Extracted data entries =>

──────────

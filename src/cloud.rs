/*
 * This Source Code Form is subject to the terms of the Mozilla Public
 * License, v. 2.0. If a copy of the MPL was not distributed with this
 * file, You can obtain one at https://mozilla.org/MPL/2.0/.
 */

pub mod aws;

use async_trait::async_trait;
use std::fmt;

pub use aws::AwsCloud;

/// Everything needed to launch one benchmark instance into a provisioned stack.
#[derive(Debug, Clone, PartialEq, Eq)]
pub struct InstanceRequest {
    pub name: String,
    pub image_id: String,
    pub instance_type: String,
    pub subnet_id: String,
    pub security_group_id: String,
    pub key_name: String,
    pub instance_profile_name: String,
    pub root_volume_gib: i32,
}

/// Instance and system status checks of a running instance.
#[derive(Debug, Clone, Copy, Default, PartialEq, Eq)]
pub struct InstanceHealth {
    pub instance_ok: bool,
    pub system_ok: bool,
}
impl InstanceHealth {
    pub fn is_healthy(&self) -> bool {
        self.instance_ok && self.system_ok
    }
}

#[derive(Debug, Clone, PartialEq, Eq)]
pub enum InstanceState {
    Pending,
    Running,
    ShuttingDown,
    Terminated,
    Stopping,
    Stopped,
    Unknown(String),
}
impl fmt::Display for InstanceState {
    fn fmt(&self, f: &mut fmt::Formatter<'_>) -> fmt::Result {
        match self {
            InstanceState::Pending => f.write_str("pending"),
            InstanceState::Running => f.write_str("running"),
            InstanceState::ShuttingDown => f.write_str("shutting-down"),
            InstanceState::Terminated => f.write_str("terminated"),
            InstanceState::Stopping => f.write_str("stopping"),
            InstanceState::Stopped => f.write_str("stopped"),
            InstanceState::Unknown(state) => f.write_str(state),
        }
    }
}

/// The cloud control plane calls the provisioner and the instance lifecycle need. Every call is
/// a single request, retrying is up to the caller.
#[async_trait]
pub trait CloudApi: Send + Sync {
    /// The region every call is made against.
    fn region(&self) -> &str;

    // network
    async fn create_vpc(&self, cidr: &str, name: &str) -> anyhow::Result<String>;
    async fn enable_vpc_dns_support(&self, vpc_id: &str) -> anyhow::Result<()>;
    async fn enable_vpc_dns_hostnames(&self, vpc_id: &str) -> anyhow::Result<()>;
    async fn create_subnet(&self, vpc_id: &str, cidr: &str) -> anyhow::Result<String>;
    async fn create_internet_gateway(&self) -> anyhow::Result<String>;
    async fn attach_internet_gateway(&self, igw_id: &str, vpc_id: &str) -> anyhow::Result<()>;
    async fn main_route_table(&self, vpc_id: &str) -> anyhow::Result<String>;
    async fn create_route(
        &self,
        route_table_id: &str,
        destination_cidr: &str,
        igw_id: &str,
    ) -> anyhow::Result<()>;
    async fn create_storage_endpoint(
        &self,
        vpc_id: &str,
        route_table_id: &str,
        service_name: &str,
    ) -> anyhow::Result<String>;
    /// Prefix lists referenced as the destination of any route in the table.
    async fn route_prefix_list_ids(&self, route_table_id: &str) -> anyhow::Result<Vec<String>>;
    async fn prefix_list_cidrs(&self, prefix_list_id: &str) -> anyhow::Result<Vec<String>>;

    // access control
    async fn create_security_group(
        &self,
        vpc_id: &str,
        name: &str,
        description: &str,
    ) -> anyhow::Result<String>;
    async fn authorize_ssh_ingress(&self, group_id: &str) -> anyhow::Result<()>;

    // identity
    async fn create_role(&self, name: &str, assume_role_policy: &str) -> anyhow::Result<()>;
    async fn put_role_policy(
        &self,
        role_name: &str,
        policy_name: &str,
        policy: &str,
    ) -> anyhow::Result<()>;
    async fn create_instance_profile(&self, name: &str) -> anyhow::Result<()>;
    async fn add_role_to_instance_profile(
        &self,
        profile_name: &str,
        role_name: &str,
    ) -> anyhow::Result<()>;

    /// Returns the PEM encoded private key.
    async fn create_key_pair(&self, name: &str) -> anyhow::Result<String>;

    // teardown
    async fn delete_key_pair(&self, name: &str) -> anyhow::Result<()>;
    async fn remove_role_from_instance_profile(
        &self,
        profile_name: &str,
        role_name: &str,
    ) -> anyhow::Result<()>;
    async fn delete_instance_profile(&self, name: &str) -> anyhow::Result<()>;
    async fn delete_role_policy(&self, role_name: &str, policy_name: &str) -> anyhow::Result<()>;
    async fn delete_role(&self, name: &str) -> anyhow::Result<()>;
    async fn delete_security_group(&self, group_id: &str) -> anyhow::Result<()>;
    async fn delete_vpc_endpoint(&self, endpoint_id: &str) -> anyhow::Result<()>;
    async fn delete_route(
        &self,
        route_table_id: &str,
        destination_cidr: &str,
    ) -> anyhow::Result<()>;
    async fn detach_internet_gateway(&self, igw_id: &str, vpc_id: &str) -> anyhow::Result<()>;
    async fn delete_internet_gateway(&self, igw_id: &str) -> anyhow::Result<()>;
    async fn delete_subnet(&self, subnet_id: &str) -> anyhow::Result<()>;
    async fn delete_vpc(&self, vpc_id: &str) -> anyhow::Result<()>;

    // instances
    /// Baseline bandwidth of the first network card in Gbps.
    async fn instance_type_bandwidth_gbps(&self, instance_type: &str) -> anyhow::Result<f64>;
    async fn run_instance(&self, request: &InstanceRequest) -> anyhow::Result<String>;
    async fn instance_health(&self, instance_id: &str) -> anyhow::Result<InstanceHealth>;
    async fn instance_public_ip(&self, instance_id: &str) -> anyhow::Result<Option<String>>;
    async fn instance_state(&self, instance_id: &str) -> anyhow::Result<InstanceState>;
    async fn terminate_instance(&self, instance_id: &str) -> anyhow::Result<()>;
}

──────────

Exercise aim =>
Nothing in the data may be omitted; transcribe it exactly.

Solution below =>
filename src/cloud.rs
/*
 * This Source Code Form is subject to the terms of the Mozilla Public
 * License, v. 2.0. If a copy of the MPL was not distributed with this
 * file, You can obtain one at https://mozilla.org/MPL/2.0/.
 */

pub mod aws;

use async_trait::async_trait;
use std::fmt;

pub use aws::AwsCloud;

/// Everything needed to launch one benchmark instance into a provisioned stack.
#[derive(Debug, Clone, PartialEq, Eq)]
pub struct InstanceRequest {
    pub name: String,
    pub image_id: String,
    pub instance_type: String,
    pub subnet_id: String,
    pub security_group_id: String,
    pub key_name: String,
    pub instance_profile_name: String,
    pub root_volume_gib: i32,
}

/// Instance and system status checks of a running instance.
#[derive(Debug, Clone, Copy, Default, PartialEq, Eq)]
pub struct InstanceHealth {
    pub instance_ok: bool,
    pub system_ok: bool,
}
impl InstanceHealth {
    pub fn is_healthy(&self) -> bool {
        self.instance_ok && self.system_ok
    }
}

#[derive(Debug, Clone, PartialEq, Eq)]
pub enum InstanceState {
    Pending,
    Running,
    ShuttingDown,
    Terminated,
    Stopping,
    Stopped,
    Unknown(String),
}
impl fmt::Display for InstanceState {
    fn fmt(&self, f: &mut fmt::Formatter<'_>) -> fmt::Result {
        match self {
            InstanceState::Pending => f.write_str("pending"),
            InstanceState::Running => f.write_str("running"),
            InstanceState::ShuttingDown => f.write_str("shutting-down"),
            InstanceState::Terminated => f.write_str("terminated"),
            InstanceState::Stopping => f.write_str("stopping"),
            InstanceState::Stopped => f.write_str("stopped"),
            InstanceState::Unknown(state) => f.write_str(state),
        }
    }
}

/// The cloud control plane calls the provisioner and the instance lifecycle need. Every call is
/// a single request, retrying is up to the caller.
#[async_trait]
pub trait CloudApi: Send + Sync {
    /// The region every call is made against.
    fn region(&self) -> &str;

    // network
    async fn create_vpc(&self, cidr: &str, name: &str) -> anyhow::Result<String>;
    async fn enable_vpc_dns_support(&self, vpc_id: &str) -> anyhow::Result<()>;
    async fn enable_vpc_dns_hostnames(&self, vpc_id: &str) -> anyhow::Result<()>;
    async fn create_subnet(&self, vpc_id: &str, cidr: &str) -> anyhow::Result<String>;
    async fn create_internet_gateway(&self) -> anyhow::Result<String>;
    async fn attach_internet_gateway(&self, igw_id: &str, vpc_id: &str) -> anyhow::Result<()>;
    async fn main_route_table(&self, vpc_id: &str) -> anyhow::Result<String>;
    async fn create_route(
        &self,
        route_table_id: &str,
        destination_cidr: &str,
        igw_id: &str,
    ) -> anyhow::Result<()>;
    async fn create_storage_endpoint(
        &self,
        vpc_id: &str,
        route_table_id: &str,
        service_name: &str,
    ) -> anyhow::Result<String>;
    /// Prefix lists referenced as the destination of any route in the table.
    async fn route_prefix_list_ids(&self, route_table_id: &str) -> anyhow::Result<Vec<String>>;
    async fn prefix_list_cidrs(&self, prefix_list_id: &str) -> anyhow::Result<Vec<String>>;

    // access control
    async fn create_security_group(
        &self,
        vpc_id: &str,
        name: &str,
        description: &str,
    ) -> anyhow::Result<String>;
    async fn authorize_ssh_ingress(&self, group_id: &str) -> anyhow::Result<()>;

    // identity
    async fn create_role(&self, name: &str, assume_role_policy: &str) -> anyhow::Result<()>;
    async fn put_role_policy(
        &self,
        role_name: &str,
        policy_name: &str,
        policy: &str,
    ) -> anyhow::Result<()>;
    async fn create_instance_profile(&self, name: &str) -> anyhow::Result<()>;
    async fn add_role_to_instance_profile(
        &self,
        profile_name: &str,
        role_name: &str,
    ) -> anyhow::Result<()>;

    /// Returns the PEM encoded private key.
    async fn create_key_pair(&self, name: &str) -> anyhow::Result<String>;

    // teardown
    async fn delete_key_pair(&self, name: &str) -> anyhow::Result<()>;
    async fn remove_role_from_instance_profile(
        &self,
        profile_name: &str,
        role_name: &str,
    ) -> anyhow::Result<()>;
    async fn delete_instance_profile(&self, name: &str) -> anyhow::Result<()>;
    async fn delete_role_policy(&self, role_name: &str, policy_name: &str) -> anyhow::Result<()>;
    async fn delete_role(&self, name: &str) -> anyhow::Result<()>;
    async fn delete_security_group(&self, group_id: &str) -> anyhow::Result<()>;
    async fn delete_vpc_endpoint(&self, endpoint_id: &str) -> anyhow::Result<()>;
    async fn delete_route(
        &self,
        route_table_id: &str,
        destination_cidr: &str,
    ) -> anyhow::Result<()>;
    async fn detach_internet_gateway(&self, igw_id: &str, vpc_id: &str) -> anyhow::Result<()>;
    async fn delete_internet_gateway(&self, igw_id: &str) -> anyhow::Result<()>;
    async fn delete_subnet(&self, subnet_id: &str) -> anyhow::Result<()>;
    async fn delete_vpc(&self, vpc_id: &str) -> anyhow::Result<()>;

    // instances
    /// Baseline bandwidth of the first network card in Gbps.
    async fn instance_type_bandwidth_gbps(&self, instance_type: &str) -> anyhow::Result<f64>;
    async fn run_instance(&self, request: &InstanceRequest) -> anyhow::Result<String>;
    async fn instance_health(&self, instance_id: &str) -> anyhow::Result<InstanceHealth>;
    async fn instance_public_ip(&self, instance_id: &str) -> anyhow::Result<Option<String>>;
    async fn instance_state(&self, instance_id: &str) -> anyhow::Result<InstanceState>;
    async fn terminate_instance(&self, instance_id: &str) -> anyhow::Result<()>;
}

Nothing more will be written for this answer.